To reduce the difference between work time and calendar time, you need to concentrate on everything that’s not sprint work. The main culprit is unnecessary meetings, but another is long waits for feedback. There are lots of times developers might need to wait, but waiting for code reviews is probably the biggest one because it happens to everyone all of the time. To work on that, read: If code reviews take too long, do this first.

Add Developers to a Team Without Lowering Productivity

According to Brook’s Law (from Mythical Man Month [affiliate link]), adding software developers to a late project makes it later because the number of communication lines increases rapidly with each new person. A team with N developers has N*(N-1)/2 communication lines, so a team of two has one line between them, but a team of 20 has 190 lines, one for each pair. If we accept this, there are several caveats that mean the law might not apply to you.

It should be clear that this won’t apply to a very small team. If you have two developers, then adding two more will help. The number of communication lines goes from one to six, but the amount of time that can be spent working on the project doubles. Compare this to adding two people to a twenty person team, where you might add more than forty communication lines and only 10% more work time. Also, a team of two have probably not created a very large codebase yet, so ramp-up time is not as bad as what it takes to learn what a team of twenty could create.
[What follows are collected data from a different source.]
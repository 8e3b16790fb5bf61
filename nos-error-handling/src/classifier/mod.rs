//! Error classifier
//!
//! This module provides error classification and analysis functionality.

use crate::Result;

use nos_api::collections::BTreeMap;

use spin::Mutex;

/// Error classifier
pub struct ErrorClassifier {
    /// Classification rules
    rules: BTreeMap<u32, ClassificationRule>,
    /// Classification statistics
    stats: Mutex<ClassificationStats>,
}

impl Default for ErrorClassifier {
    fn default() -> Self {
        Self::new()
    }
}

impl ErrorClassifier {
    /// Create a new error classifier
    pub fn new() -> Self {
        Self {
            rules: BTreeMap::new(),
            stats: Mutex::new(ClassificationStats::default()),
        }
    }

    /// Add a classification rule
    pub fn add_rule(&mut self, rule: ClassificationRule) {
        self.rules.insert(rule.error_code, rule);
    }

    /// Classify an error
    pub fn classify_error(&self, error_record: &mut crate::types::ErrorRecord) -> Result<()> {
        // Get the rule for this error code
        let rule = self.rules.get(&error_record.code);
        
        if let Some(rule) = rule {
            // Apply the rule
            error_record.category = rule.category;
            error_record.severity = rule.severity;
            error_record.error_type = rule.error_type;
            
            // Update statistics
            let mut stats = self.stats.lock();
            stats.total_classified += 1;
            *stats.classifications_by_category.entry(rule.category).or_insert(0) += 1;
            *stats.classifications_by_severity.entry(rule.severity).or_insert(0) += 1;
        } else {
            // Default classification
            error_record.category = crate::types::ErrorCategory::System;
            error_record.severity = crate::types::ErrorSeverity::Error;
            error_record.error_type = crate::types::ErrorType::RuntimeError;
            
            // Update statistics
            let mut stats = self.stats.lock();
            stats.total_unclassified += 1;
        }
        
        Ok(())
    }

    /// Get classification statistics
    pub fn get_stats(&self) -> ClassificationStats {
        self.stats.lock().clone()
    }

    /// Initialize the classifier
    pub fn init(&mut self) -> Result<()> {
        // Add default classification rules
        self.add_default_rules();
        Ok(())
    }

    /// Shutdown the classifier
    pub fn shutdown(&mut self) -> Result<()> {
        // TODO: Shutdown classifier
        Ok(())
    }

    /// Add default classification rules
    fn add_default_rules(&mut self) {
        // Memory errors
        self.add_rule(ClassificationRule {
            error_code: 12, // ENOMEM
            category: crate::types::ErrorCategory::Memory,
            severity: crate::types::ErrorSeverity::High,
            error_type: crate::types::ErrorType::MemoryError,
        });
        
        // File system errors
        self.add_rule(ClassificationRule {
            error_code: 2, // ENOENT
            category: crate::types::ErrorCategory::FileSystem,
            severity: crate::types::ErrorSeverity::Medium,
            error_type: crate::types::ErrorType::IOError,
        });
        
        // Network errors
        self.add_rule(ClassificationRule {
            error_code: 101, // ENETUNREACH
            category: crate::types::ErrorCategory::Network,
            severity: crate::types::ErrorSeverity::Medium,
            error_type: crate::types::ErrorType::NetworkError,
        });
        
        // Permission errors
        self.add_rule(ClassificationRule {
            error_code: 13, // EACCES
            category: crate::types::ErrorCategory::Security,
            severity: crate::types::ErrorSeverity::High,
            error_type: crate::types::ErrorType::PermissionError,
        });

        self.add_ksm_sem_rules();
    }

    /// KSM (named shared-memory segment) and SEM (named counting
    /// semaphore) errors, keyed by the codes `nos_ipc::error::classification_code`
    /// assigns: KSM occupies 900-909, SEM 910-919.
    fn add_ksm_sem_rules(&mut self) {
        self.add_rule(ClassificationRule {
            error_code: 900, // KSM BadKey
            category: crate::types::ErrorCategory::Memory,
            severity: crate::types::ErrorSeverity::Medium,
            error_type: crate::types::ErrorType::ValidationError,
        });
        self.add_rule(ClassificationRule {
            error_code: 901, // KSM BadHandle
            category: crate::types::ErrorCategory::Memory,
            severity: crate::types::ErrorSeverity::Medium,
            error_type: crate::types::ErrorType::ValidationError,
        });
        self.add_rule(ClassificationRule {
            error_code: 902, // KSM MemoryFull
            category: crate::types::ErrorCategory::Memory,
            severity: crate::types::ErrorSeverity::High,
            error_type: crate::types::ErrorType::MemoryError,
        });
        self.add_rule(ClassificationRule {
            error_code: 903, // KSM UserMemoryFull
            category: crate::types::ErrorCategory::Memory,
            severity: crate::types::ErrorSeverity::High,
            error_type: crate::types::ErrorType::MemoryError,
        });
        self.add_rule(ClassificationRule {
            error_code: 904, // KSM KeyTaken
            category: crate::types::ErrorCategory::Memory,
            severity: crate::types::ErrorSeverity::Low,
            error_type: crate::types::ErrorType::ValidationError,
        });
        self.add_rule(ClassificationRule {
            error_code: 905, // KSM WrongSize
            category: crate::types::ErrorCategory::Memory,
            severity: crate::types::ErrorSeverity::Low,
            error_type: crate::types::ErrorType::ValidationError,
        });
        self.add_rule(ClassificationRule {
            error_code: 906, // KSM NotCreated
            category: crate::types::ErrorCategory::Memory,
            severity: crate::types::ErrorSeverity::Low,
            error_type: crate::types::ErrorType::ResourceError,
        });
        self.add_rule(ClassificationRule {
            error_code: 907, // KSM WrongDetach
            category: crate::types::ErrorCategory::Memory,
            severity: crate::types::ErrorSeverity::Medium,
            error_type: crate::types::ErrorType::ValidationError,
        });
        self.add_rule(ClassificationRule {
            error_code: 908, // KSM NotEligible
            category: crate::types::ErrorCategory::Memory,
            severity: crate::types::ErrorSeverity::Medium,
            error_type: crate::types::ErrorType::PermissionError,
        });
        self.add_rule(ClassificationRule {
            error_code: 909, // KSM NotAvailable
            category: crate::types::ErrorCategory::Memory,
            severity: crate::types::ErrorSeverity::High,
            error_type: crate::types::ErrorType::ResourceError,
        });
        self.add_rule(ClassificationRule {
            error_code: 910, // SEM OutOfSem
            category: crate::types::ErrorCategory::Process,
            severity: crate::types::ErrorSeverity::High,
            error_type: crate::types::ErrorType::ResourceError,
        });
        self.add_rule(ClassificationRule {
            error_code: 911, // SEM SemNotEligible
            category: crate::types::ErrorCategory::Process,
            severity: crate::types::ErrorSeverity::Medium,
            error_type: crate::types::ErrorType::PermissionError,
        });
        self.add_rule(ClassificationRule {
            error_code: 912, // SEM DoesNotExist
            category: crate::types::ErrorCategory::Process,
            severity: crate::types::ErrorSeverity::Low,
            error_type: crate::types::ErrorType::ResourceError,
        });
    }
}

/// Classification rule
#[derive(Debug, Clone)]
pub struct ClassificationRule {
    /// Error code
    pub error_code: u32,
    /// Error category
    pub category: crate::types::ErrorCategory,
    /// Error severity
    pub severity: crate::types::ErrorSeverity,
    /// Error type
    pub error_type: crate::types::ErrorType,
}

/// Classification statistics
#[derive(Debug, Clone, Default)]
pub struct ClassificationStats {
    /// Total classified errors
    pub total_classified: u64,
    /// Total unclassified errors
    pub total_unclassified: u64,
    /// Classifications by category
    pub classifications_by_category: BTreeMap<crate::types::ErrorCategory, u64>,
    /// Classifications by severity
    pub classifications_by_severity: BTreeMap<crate::types::ErrorSeverity, u64>,
}

/// Global error classifier
static GLOBAL_CLASSIFIER: spin::Once<Mutex<ErrorClassifier>> = spin::Once::new();

/// Initialize the global error classifier
pub fn init_classifier() -> Result<()> {
    GLOBAL_CLASSIFIER.call_once(|| {
        Mutex::new(ErrorClassifier::new())
    });
    
    // Initialize the classifier
    GLOBAL_CLASSIFIER.get().unwrap().lock().init()
}

/// Get the global error classifier
pub fn get_classifier() -> &'static Mutex<ErrorClassifier> {
    GLOBAL_CLASSIFIER.get().expect("Error classifier not initialized")
}



/// Shutdown the global error classifier
pub fn shutdown_classifier() -> Result<()> {
    // Note: spin::Once doesn't provide a way to reset, so we just return Ok(())
    // In a real implementation, you might want to provide a different approach
    Ok(())
}

#[cfg(test)]
mod tests {
    use super::*;

    #[test]
    fn test_error_classifier() {
        let mut classifier = ErrorClassifier::new();
        
        // Add a test rule
        let rule = ClassificationRule {
            error_code: 100,
            category: crate::types::ErrorCategory::System,
            severity: crate::types::ErrorSeverity::Error,
            error_type: crate::types::ErrorType::RuntimeError,
        };
        classifier.add_rule(rule);
        
        // Classify an error
        let mut error_record = crate::types::ErrorRecord {
            code: 100,
            ..Default::default()
        };
        
        assert!(classifier.classify_error(&mut error_record).is_ok());
        assert_eq!(error_record.category, crate::types::ErrorCategory::System);
        assert_eq!(error_record.severity, crate::types::ErrorSeverity::Error);
        assert_eq!(error_record.error_type, crate::types::ErrorType::RuntimeError);
    }

    #[test]
    fn test_classification_stats() {
        let stats = ClassificationStats::default();
        assert_eq!(stats.total_classified, 0);
        assert_eq!(stats.total_unclassified, 0);
        assert!(stats.classifications_by_category.is_empty());
        assert!(stats.classifications_by_severity.is_empty());
    }
}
Another way the law doesn’t apply is if your developers don’t need to talk to each other. If they can work completely independently, then you are not adding communication lines. That also works if they only need to talk to a small subset.
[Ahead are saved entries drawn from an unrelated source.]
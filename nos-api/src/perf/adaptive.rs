// Copyright (c) 2024 NOS Community
// SPDX-License-Identifier: Apache-2.0

//! Adaptive optimization module for dynamic performance tuning.

#[cfg(feature = "alloc")]
extern crate alloc;

#[cfg(feature = "alloc")]
use alloc::vec::Vec;
use spin::Mutex;

use super::core::{
    UnifiedSyscallStats, OptimizationConfig
};

/// 负载级别
#[derive(Debug, Clone, Copy, PartialEq, Eq, PartialOrd, Ord)]
pub enum LoadLevel {
    /// 低负载 - 优先考虑能源效率
    Low,
    /// 中负载 - 平衡性能和能源效率
    Medium,
    /// 高负载 - 最大化性能
    High,
}

/// 自适应优化策略类型
#[derive(Debug, Clone, Copy, PartialEq, Eq)]
pub enum AdaptiveStrategy {
    /// 基于负载的动态调整
    LoadBased,
    /// 基于历史性能的机器学习优化
    MachineLearning,
    /// 基于用户行为的预测优化
    Predictive,
    /// 基于能耗的优化
    EnergyEfficient,
}

/// 负载监控信息
#[derive(Debug, Clone)]
pub struct LoadMonitorInfo {
    pub cpu_usage: f64,
    pub memory_usage: f64,
    pub io_operations: u64,
    pub network_throughput: u64,
    pub syscall_frequency: u64,
    pub timestamp: u64,
}

/// 自适应优化配置
#[derive(Debug, Clone)]
pub struct AdaptiveOptimizationConfig {
    pub enabled: bool,
    pub update_interval_ms: u64,
    pub max_adjustments_per_second: u32,
    pub strategy: AdaptiveStrategy,
    pub sensitivity: f64,
}

impl Default for AdaptiveOptimizationConfig {
    fn default() -> Self {
        Self {
            enabled: true,
            update_interval_ms: 500,
            max_adjustments_per_second: 10,
            strategy: AdaptiveStrategy::LoadBased,
            sensitivity: 0.5,
        }
    }
}

/// 自适应优化器
pub struct AdaptiveOptimizer {
    config: AdaptiveOptimizationConfig,
    current_stats: UnifiedSyscallStats,
    load_history: Vec<LoadMonitorInfo>,
    optimization_config: OptimizationConfig,
    last_adjustment_time: u64,
    adjustments_count: u32,
}

impl AdaptiveOptimizer {
    /// 创建新的自适应优化器
    pub fn new(config: AdaptiveOptimizationConfig) -> Self {
        Self {
            config,
            current_stats: UnifiedSyscallStats::new(),
            load_history: Vec::new(),
            optimization_config: OptimizationConfig::default(),
            last_adjustment_time: 0,
            adjustments_count: 0,
        }
    }
    
    /// 更新系统负载信息
    pub fn update_load(&mut self, load_info: LoadMonitorInfo) {
        self.load_history.push(load_info);
        
        // 保持历史记录在合理大小
        if self.load_history.len() > 100 {
            self.load_history.remove(0);
        }
        
        // 根据负载信息调整优化策略
        self.adjust_optimization();
    }
    
    /// 更新系统调用统计信息
    pub fn update_syscall_stats(&mut self, _stats: &UnifiedSyscallStats) {
        // 记录当前统计信息
        // 这里可以实现基于统计信息的优化调整
    }
    
    /// 获取当前优化配置
    pub fn get_optimization_config(&self) -> &OptimizationConfig {
        &self.optimization_config
    }
    
    /// 调整优化策略
    fn adjust_optimization(&mut self) {
        // 检查是否达到调整频率限制
        let current_time = self.get_current_timestamp();
        if current_time - self.last_adjustment_time < 1000 && 
           self.adjustments_count >= self.config.max_adjustments_per_second {
            return;
        }
        
        // 根据选择的策略调整优化配置
        match self.config.strategy {
            AdaptiveStrategy::LoadBased => {
                self.adjust_load_based();
            },
            AdaptiveStrategy::MachineLearning => {
                // 机器学习策略将由更复杂的实现提供
            },
            AdaptiveStrategy::Predictive => {
                // 预测策略将由更复杂的实现提供
            },
            AdaptiveStrategy::EnergyEfficient => {
                // 能耗优化策略将由更复杂的实现提供
            },
        }
        
        // 更新调整计数
        if current_time - self.last_adjustment_time >= 1000 {
            self.last_adjustment_time = current_time;
            self.adjustments_count = 1;
        } else {
            self.adjustments_count += 1;
        }
    }
    
    /// 基于负载的优化调整
    fn adjust_load_based(&mut self) {
        if self.load_history.is_empty() {
            return;
        }
        
        // 获取最近的负载信息
        let recent_load = self.load_history.last().unwrap();
        
        // 确定当前负载级别
        let load_level = self.determine_load_level(recent_load);
        
        // 根据负载级别应用不同的优化策略
        match load_level {
            LoadLevel::Low => {
                // 低负载：优先考虑能源效率
                // 减少或关闭不必要的优化以降低能耗
                self.optimization_config.enable_cache = true; // 缓存仍启用但可能减少大小
                self.optimization_config.enable_batch = false; // 关闭批处理
                self.optimization_config.enable_zero_copy = false; // 关闭零拷贝
                self.optimization_config.fast_path_threshold_ns = 5000; // 提高快速路径阈值
            },
            LoadLevel::Medium => {
                // 中负载：平衡性能和能源效率
                // 启用大部分优化但保持适度配置
                self.optimization_config.enable_cache = true;
                self.optimization_config.enable_batch = true;
                self.optimization_config.enable_zero_copy = true;
                self.optimization_config.fast_path_threshold_ns = 1000; // 默认阈值
            },
            LoadLevel::High => {
                // 高负载：最大化性能
                // 启用所有优化并优化配置以获得最佳性能
                self.optimization_config.enable_cache = true;
                self.optimization_config.enable_batch = true;
                self.optimization_config.enable_zero_copy = true;
                self.optimization_config.fast_path_threshold_ns = 500; // 降低快速路径阈值
            }
        }
    }
    
    /// 确定当前负载级别
    fn determine_load_level(&self, load_info: &LoadMonitorInfo) -> LoadLevel {
        // 基于CPU利用率、内存压力和I/O吞吐量的负载级别判定
        // 可以根据实际情况调整这些阈值
        
        // 高负载条件：CPU>80% 或 内存>90% 或 I/O操作>10000/s
        if load_info.cpu_usage > 80.0 || load_info.memory_usage > 90.0 || load_info.io_operations > 10000 {
            return LoadLevel::High;
        }
        
        // 低负载条件：CPU<30% 且 内存<60% 且 I/O操作<1000/s
        if load_info.cpu_usage < 30.0 && load_info.memory_usage < 60.0 && load_info.io_operations < 1000 {
            return LoadLevel::Low;
        }
        
        // 中负载：介于低负载和高负载之间的情况
        LoadLevel::Medium
    }
    
    /// 获取当前时间戳
    fn get_current_timestamp(&self) -> u64 {
        // This should be implemented with a real time source
        0
    }
}

/// 全局自适应优化器
static GLOBAL_ADAPTIVE_OPTIMIZER: Mutex<Option<AdaptiveOptimizer>> = Mutex::new(None);

/// 初始化全局自适应优化器
pub fn init_global_adaptive_optimizer(config: AdaptiveOptimizationConfig) {
    let mut optimizer_guard = GLOBAL_ADAPTIVE_OPTIMIZER.lock();
    *optimizer_guard = Some(AdaptiveOptimizer::new(config));
}

/// 获取全局自适应优化器
pub fn get_global_adaptive_optimizer() -> Option<&'static Mutex<Option<AdaptiveOptimizer>>> {
    Some(&GLOBAL_ADAPTIVE_OPTIMIZER)
}

/// 更新系统负载信息
pub fn update_system_load(load_info: LoadMonitorInfo) {
    if let Some(optimizer_mutex) = get_global_adaptive_optimizer() {
        let mut guard = optimizer_mutex.lock();
        if let Some(optimizer) = guard.as_mut() {
            optimizer.update_load(load_info);
        }
    }
}

/// 获取当前优化配置的便捷函数
pub fn get_current_optimization_config() -> Option<OptimizationConfig> {
    if let Some(optimizer_mutex) = get_global_adaptive_optimizer() {
        let mut guard = optimizer_mutex.lock();
        if let Some(optimizer) = guard.as_mut() {
            Some(optimizer.optimization_config.clone())
        } else {
            None
        }
    } else {
        None
    }
}

/// 获取当前负载级别估计
pub fn estimate_current_load_level() -> Option<LoadLevel> {
    if let Some(optimizer_mutex) = get_global_adaptive_optimizer() {
        let mut guard = optimizer_mutex.lock();
        if let Some(optimizer) = guard.as_mut() {
            if optimizer.load_history.is_empty() {
                return None;
            }
            let recent_load = optimizer.load_history.last().unwrap();
            Some(optimizer.determine_load_level(recent_load))
        } else {
            None
        }
    } else {
        None
    }
}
You can also increase the effectiveness of a given team (before adding anyone) if you can remove lines of communication. This does not mean “better communication” (like documentation), which only reduces the cost of a line, not the number of lines. Reducing the cost of lines is good, but will be overwhelmed by combinatorial explosion of new lines if you don’t work to remove them.

Removing a line of communication only happens if the communication isn’t necessary. The model here is to think of that part of the team as external. If I add AWS to my project, I expect a lot of productivity gains, but I don’t add in communication lines to every developer that built it. A lot of teams move to architectures like micro-services to reduce lines of communication, which is supposedly how AWS came into existence in the first place. That’s one way, but you can get there with clean API’s in libraries too. Whatever you may think of external library dependencies (I think of them as instant tech debt), they can make us more productive (just not for free). If you added developers to make a library for you, you would get the same benefit if they could stay as independent.
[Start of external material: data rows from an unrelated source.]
//! Process services
//!
//! This module provides process related services.

#[cfg(feature = "alloc")]
use nos_api::Result;
#[cfg(feature = "alloc")]
use crate::core::{Service, ServiceStatus};
#[cfg(feature = "alloc")]
use alloc::string::String;
#[cfg(feature = "alloc")]
use alloc::string::ToString;
#[cfg(feature = "alloc")]
use alloc::boxed::Box;

/// Process service
#[cfg(feature = "alloc")]
pub struct ProcessService {
    name: String,
    status: ServiceStatus,
}

#[cfg(feature = "alloc")]
impl ProcessService {
    /// Create a new process service
    pub fn new(name: &str) -> Self {
        Self {
            #[cfg(feature = "alloc")]
            name: name.to_string(),
            #[cfg(not(feature = "alloc"))]
            name: name.into(),
            status: ServiceStatus::Stopped,
        }
    }
}

#[cfg(feature = "alloc")]
impl Service for ProcessService {
    fn start(&self) -> Result<()> {
        // TODO: Implement actual process service start
        Ok(())
    }

    fn stop(&self) -> Result<()> {
        // TODO: Implement actual process service stop
        Ok(())
    }

    fn name(&self) -> &str {
        &self.name
    }

    fn service_type(&self) -> u32 {
        crate::types::service_type::PROCESS
    }

    fn status(&self) -> ServiceStatus {
        self.status
    }
}

/// Register process services
#[cfg(feature = "alloc")]
pub fn register_process_services() -> Result<()> {
    use crate::registry;
    
    let mut registry = registry::get_registry().lock();
    
    // Register init process service
    let init_service = ProcessService::new("init");
    registry.register("init", Box::new(init_service))?;
    
    // Register scheduler service
    let scheduler_service = ProcessService::new("scheduler");
    registry.register("scheduler", Box::new(scheduler_service))?;
    
    Ok(())
}

#[cfg(test)]
mod tests {
    use super::*;

    #[test]
    fn test_process_service() {
        let service = ProcessService::new("test_process");
        
        assert_eq!(service.name(), "test_process");
        assert_eq!(service.service_type(), crate::types::service_type::PROCESS);
        assert_eq!(service.status(), ServiceStatus::Stopped);
    }
}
Once you have independent sub-teams, they can add developers because they are small. At Trello, when I was on the iOS team, I relied on the Trello backend API, but I didn’t need to communicate much with the developers that worked on it, follow their daily PR flow, or go to their meetings. As a principal engineer, I did read their RFC’s, but most of my team didn’t need to. When the backend team grew, my productivity wasn’t affected. Our team was small, so we doubled in size without causing the backend developers any trouble. Our lines of communication increased, but it was manageable.

Independence wasn’t only at the code level. Teams at Trello didn’t have a shared development process. Many teams did sprints, but they didn’t need to sync with each other. Teams that worked on the same deployable had to communicate more, but it was more hub and spoke rather than every possible pair. One way we did this was to have a role called a “feature lead” who was a focal point of communication. They would have a line to each developer on their project, but could help the rest of the team members stay independent from each other.

So, to add developers with less communication overhead, create small, independent teams. To the extent that there are dependencies between them, try to concentrate that in a few people, rather than spread the effect to everyone.